- **Task details**
Where does "videos" appear in the data? Return each line that holds it.
━━ Data for the task ━━
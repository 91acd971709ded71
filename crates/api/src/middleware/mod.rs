//! Request extractors.
//!
//! - [`auth::AuthUser`] -- Extracts the authenticated principal from a JWT
//!   Bearer token.

pub mod auth;
use std::path::PathBuf;

use crate::auth::jwt::JwtConfig;

/// Server configuration loaded from environment variables.
///
/// All fields except the JWT secret have defaults suitable for local
/// development. In production, override via environment variables.
#[derive(Debug, Clone)]
pub struct ServerConfig {
    /// Bind address (default: `0.0.0.0`).
    pub host: String,
    /// Bind port (default: `3000`).
    pub port: u16,
    /// Allowed CORS origins, parsed from comma-separated `CORS_ORIGINS` env var.
    pub cors_origins: Vec<String>,
    /// HTTP request timeout in seconds (default: `30`).
    pub request_timeout_secs: u64,
    /// Seconds to wait for in-flight requests after a shutdown signal
    /// (default: `30`).
    pub shutdown_timeout_secs: u64,
    /// Directory under which every managed media file lives
    /// (default: `storage/videos`).
    pub storage_root: PathBuf,
    /// JWT token configuration (secret, expiry).
    pub jwt: JwtConfig,
}

impl ServerConfig {
    /// Load configuration from environment variables with defaults.
    ///
    /// | Env Var                | Default                    |
    /// |------------------------|----------------------------|
    /// | `HOST`                 | `0.0.0.0`                  |
    /// | `PORT`                 | `3000`                     |
    /// | `CORS_ORIGINS`         | `http://localhost:5173`    |
    /// | `REQUEST_TIMEOUT_SECS` | `30`                       |
    /// | `SHUTDOWN_TIMEOUT_SECS`| `30`                       |
    /// | `STORAGE_ROOT`         | `storage/videos`           |
    pub fn from_env() -> Self {
        let host = std::env::var("HOST").unwrap_or_else(|_| "0.0.0.0".into());

        let port: u16 = std::env::var("PORT")
            .unwrap_or_else(|_| "3000".into())
            .parse()
            .expect("PORT must be a valid u16");

        let cors_origins = parse_origins(
            &std::env::var("CORS_ORIGINS").unwrap_or_else(|_| "http://localhost:5173".into()),
        );

        let request_timeout_secs: u64 = std::env::var("REQUEST_TIMEOUT_SECS")
            .unwrap_or_else(|_| "30".into())
            .parse()
            .expect("REQUEST_TIMEOUT_SECS must be a valid u64");

        let shutdown_timeout_secs: u64 = std::env::var("SHUTDOWN_TIMEOUT_SECS")
            .unwrap_or_else(|_| "30".into())
            .parse()
            .expect("SHUTDOWN_TIMEOUT_SECS must be a valid u64");

        let storage_root = std::env::var("STORAGE_ROOT")
            .map(PathBuf::from)
            .unwrap_or_else(|_| PathBuf::from("storage/videos"));

        let jwt = JwtConfig::from_env();

        Self {
            host,
            port,
            cors_origins,
            request_timeout_secs,
            shutdown_timeout_secs,
            storage_root,
            jwt,
        }
    }
}

/// Split a comma-separated origin list, dropping blanks.
fn parse_origins(raw: &str) -> Vec<String> {
    raw.split(',')
        .map(|s| s.trim().to_string())
        .filter(|s| !s.is_empty())
        .collect()
}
━━━
- **Task answer**
    /// (default: `storage/videos`).
    /// | `STORAGE_ROOT`         | `storage/videos`           |
            .unwrap_or_else(|_| PathBuf::from("storage/videos"));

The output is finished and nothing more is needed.